The social networking site Facebook will turn 17 years-old next month. In that time, social media has become ubiquitous in our society. The dangers and potential pitfalls of social media platforms such as Facebook, Twitter, and Instagram are widely discussed and generally recognized; and yet the conversation regarding objectionable content tends to be specific and trends towards the extreme.
Against this backdrop, Penn State recently published an article in Science Daily, unsurprisingly suggesting that social media content matters for job candidates. According to researchers, job recruiters now incorporate social media searches into the background work prior to interviews. Citing a report by CareerBuilder.com, studies revealed that 60% of employers eliminated candidates on the basis of ‘negative’ social media content.
Interestingly, the definition of “negative content” discussed in the article was far less specific than one might imagine. The research found that “self-absorption” reflected in postings negatively impacted employers’ perceptions of potential candidates. Casual references to, or photos of alcohol use, raised concerns about overall fitness for employment.
The social media postings referenced in support of these conclusions were neither specific nor egregious. Instead, the takeaway from the article is that the totality of a person’s social media portfolio creates an impression on which others will render judgment. A negative overall impression may have unintended and potentially far-reaching consequences.
At Allen & Allen, we have a longstanding policy of addressing social media usage with our clients. It is part of our intake process. We explain that social media posts can be requested by the defense in discovery or obtained by subpoena regardless of an individual’s privacy settings. We discuss the fact that posting about the collision, a person’s injuries or their subsequent recovery may impact the ultimate resolution of their case. We talk about the pitfalls that specific posts might have in the context of personal injury litigation. Perhaps it is time to widen the scope of that discussion.
I know that defense attorneys and insurance adjusters are looking at my clients’ social media accounts. In the course of my career, I have seen social media posts used in depositions and on cross-examination at trial.

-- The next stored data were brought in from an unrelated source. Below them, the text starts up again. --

//! Tests for symbol library parsing

use schemkit::geometry::{Rect, Transform};
use schemkit::parser::draw::DrawObject;
use schemkit::parser::library::LibraryError;
use schemkit::parser::common::PinType;
use schemkit::Library;
use std::path::PathBuf;

fn fixture_path(name: &str) -> PathBuf {
    PathBuf::from(env!("CARGO_MANIFEST_DIR"))
        .join("tests")
        .join("fixtures")
        .join(name)
}

fn load_device_lib() -> Library {
    let content = std::fs::read_to_string(fixture_path("device.lib")).expect("Should read fixture");
    Library::load(&content).expect("Should parse")
}

#[test]
fn test_parse_device_library() {
    let library = load_device_lib();
    assert_eq!(library.version, 2.4);

    let names: Vec<&str> = library.components.iter().map(|c| c.name.as_str()).collect();
    assert_eq!(names, vec!["C", "GND", "LM358", "LOGO"]);
}

#[test]
fn test_component_header_and_fields() {
    let library = load_device_lib();
    let cap = library.find_by_name("C").expect("Should find C");

    assert_eq!(cap.reference, "C");
    assert_eq!(cap.text_offset, 10);
    assert!(!cap.draw_pinnumber);
    assert!(cap.draw_pinname);
    assert_eq!(cap.unit_count, 1);
    assert!(!cap.units_locked);
    assert_eq!(cap.value(), Some("C"));
    assert_eq!(cap.fplist.as_deref(), Some(&["C_*".to_string()][..]));

    // F2 and F3 are hidden
    assert!(cap.field.visibility);
    assert!(!cap.fields[1].field.visibility);
    assert!(!cap.fields[2].field.visibility);
}

#[test]
fn test_power_symbol_hidden_pin() {
    let library = load_device_lib();
    let gnd = library.find_by_name("GND").expect("Should find GND");
    assert!(gnd.is_power());

    let pin = gnd.draw.as_ref().unwrap().pins().next().expect("Should have a pin");
    assert_eq!(pin.pin_type, PinType::PowerIn);
    assert!(!pin.visibility, "Pin flagged N should be invisible");
}

#[test]
fn test_aliases_resolve() {
    let library = load_device_lib();
    let by_alias = library.find_by_name_or_alias("MC1458").expect("Should resolve alias");
    assert_eq!(by_alias.name, "LM358");
    assert!(library.find_by_name("LM2904").is_none());
    assert_eq!(by_alias.unit_count, 2);
}

#[test]
fn test_tilde_name_hides_reference() {
    let library = load_device_lib();
    let logo = library.find_by_name("LOGO").expect("Should strip the tilde");
    assert!(!logo.field.visibility);

    let draw = logo.draw.as_ref().unwrap();
    match &draw.objects[1] {
        DrawObject::Text(text) => assert_eq!(text.text, "Hello World"),
        other => panic!("Expected text, got {other:?}"),
    }
}

#[test]
fn test_arc_bounding_box() {
    let library = load_device_lib();
    let logo = library.find_by_name("LOGO").unwrap();
    let arc = &logo.draw.as_ref().unwrap().objects[0];

    assert_eq!(
        arc.bounding_box(&Transform::IDENTITY),
        Rect::new(-100, 0, 100, 100)
    );
    let mirrored = arc.bounding_box(&Transform::LIBRARY_DEFAULT);
    assert_eq!(mirrored.width(), 200);
    assert_eq!(mirrored.height(), 100);
}

#[test]
fn test_header_with_date() {
    let header = "EESchema-LIBRARY Version 2.3  Date: 01/02/2013 10:00:00";
    let library = Library::load(&format!("{header}\n#End Library\n"))
        .expect("Should accept a trailing date");
    assert_eq!(library.version, 2.3);
    assert!(library.components.is_empty());
}

#[test]
fn test_newer_version_rejected() {
    let err = Library::load("EESchema-LIBRARY Version 2.5\n").unwrap_err();
    assert!(matches!(err, LibraryError::Version { found, .. } if found == 2.5));
}

#[test]
fn test_not_a_library() {
    let err = Library::load("EESchema Schematic File Version 4\n").unwrap_err();
    assert!(matches!(err, LibraryError::Format(_)));
}

#[test]
fn test_malformed_number_reports_line() {
    let content = "EESchema-LIBRARY Version 2.4
DEF R R 0 0 N Y 1 F N
F0 \"R\" 80 0 50 V V C CNN
DRAW
S -40 -100 4x0 100 0 1 10 N
ENDDRAW
ENDDEF
";
    match Library::load(content).unwrap_err() {
        LibraryError::Parse(err) => {
            assert_eq!(err.line, 5);
            assert!(err.source_line.starts_with("S -40"));
        }
        other => panic!("Expected parse error, got {other:?}"),
    }
}

#[test]
fn test_eof_inside_draw() {
    let content = "EESchema-LIBRARY Version 2.4
DEF R R 0 0 N Y 1 F N
DRAW
P 2 0 1 0 0 0 10 10 N
";
    match Library::load(content).unwrap_err() {
        LibraryError::Parse(err) => {
            assert!(err.message.contains("ENDDRAW"));
            assert_eq!(err.line, 5);
        }
        other => panic!("Expected parse error, got {other:?}"),
    }
}

#[test]
fn test_unknown_draw_item_reports_line() {
    let content = "EESchema-LIBRARY Version 2.4
#
# R
DEF R R 0 0 N Y 1 F N
F0 \"R\" 0 0 50 H V C CNN
DRAW
Q 1 2 3
ENDDRAW
ENDDEF
";
    match Library::load(content).unwrap_err() {
        LibraryError::Parse(err) => {
            assert_eq!(err.line, 7);
            assert_eq!(err.source_line, "Q 1 2 3");
        }
        other => panic!("Expected parse error, got {other:?}"),
    }
}

#[test]
fn test_polyline_count_overflow_is_an_error() {
    let content = "EESchema-LIBRARY Version 2.4
DEF R R 0 0 N Y 1 F N
DRAW
P 9223372036854775807 0 1 0
ENDDRAW
ENDDEF
";
    match Library::load(content).unwrap_err() {
        LibraryError::Parse(err) => assert_eq!(err.line, 4),
        other => panic!("Expected parse error, got {other:?}"),
    }
}

#[test]
fn test_coordinate_out_of_range_is_an_error() {
    let content = "EESchema-LIBRARY Version 2.4
DEF R R 0 0 N Y 1 F N
DRAW
A -9223372036854775808 0 100 0 900 0 1 0 N 9223372036854775807 0 0 100
ENDDRAW
ENDDEF
";
    match Library::load(content).unwrap_err() {
        LibraryError::Parse(err) => {
            assert_eq!(err.line, 4);
            assert!(err.message.contains("out of range"));
        }
        other => panic!("Expected parse error, got {other:?}"),
    }
}

#[test]
fn test_polyline_bounding_box() {
    let library = load_device_lib();
    let opamp = library.find_by_name("LM358").unwrap();
    let body = &opamp.draw.as_ref().unwrap().objects[0];
    assert!(matches!(body, DrawObject::Polyline(p) if p.points.len() == 4));
    assert_eq!(
        body.bounding_box(&Transform::IDENTITY),
        Rect::new(-200, -200, 200, 200)
    );
}

#[test]
fn test_pin_without_attributes_is_visible() {
    let library = load_device_lib();
    let cap = library.find_by_name("C").unwrap();
    let pin = cap.draw.as_ref().unwrap().pins().next().unwrap();
    assert_eq!(pin.num, "1");
    assert!(pin.attributes.is_empty());
    assert!(pin.visibility);
}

Thankfully I have prepared for these confrontations, and the specific posts used by the defense have not stood in meaningful contradiction to my clients’ claims. We were prepared to address the specific posts that we anticipated the defense may try to use against us. Now, I think it may be time to think about social media’s influence in much more general terms.
At the start of the personal injury process, a claim consists of an often-large volume of paperwork. There is a police crash report, photographs of the involved vehicles, bills and medical records. We collect and compile this paperwork and submit it, en masse, to the assigned insurance adjuster.
Then, they review these documents in the context of other similarly-situated claims that they have valued over the course of their career. At the end of their review they come up with, and ultimately present, an offer of settlement. Importantly, through the entirety of that initial claims process, the insurance adjuster (who is determining settlement value and setting a reserve on the claim) has never met or spoken to my client.
As I know that adjusters and defense attorneys are pulling social media profiles for use in the litigation context, it stands to reason that this same information may be pulled early on to personalize the largely anonymous paperwork submitted at the beginning of the claims process. If a claimant’s social media profile presents a negative overall impression on the adjuster, that could support an adjuster’s belief that the claimant will present poorly at trial and, in turn, reduce the amount of any proposed settlement.
I regularly explain to my clients that one of the most significant value drivers in a personal injury case is when the defense sees them as honest and likeable. To this point, we have this conversation after initial settlement discussions fail, when suit has been filed and in preparation for deposition or trial.
Going forward, I think that conversation needs to happen at the intake appointment and in conjunction with a discussion of the dangers of social media in general. You only get one chance to make a first impression. It’s important to make sure that it’s a good one.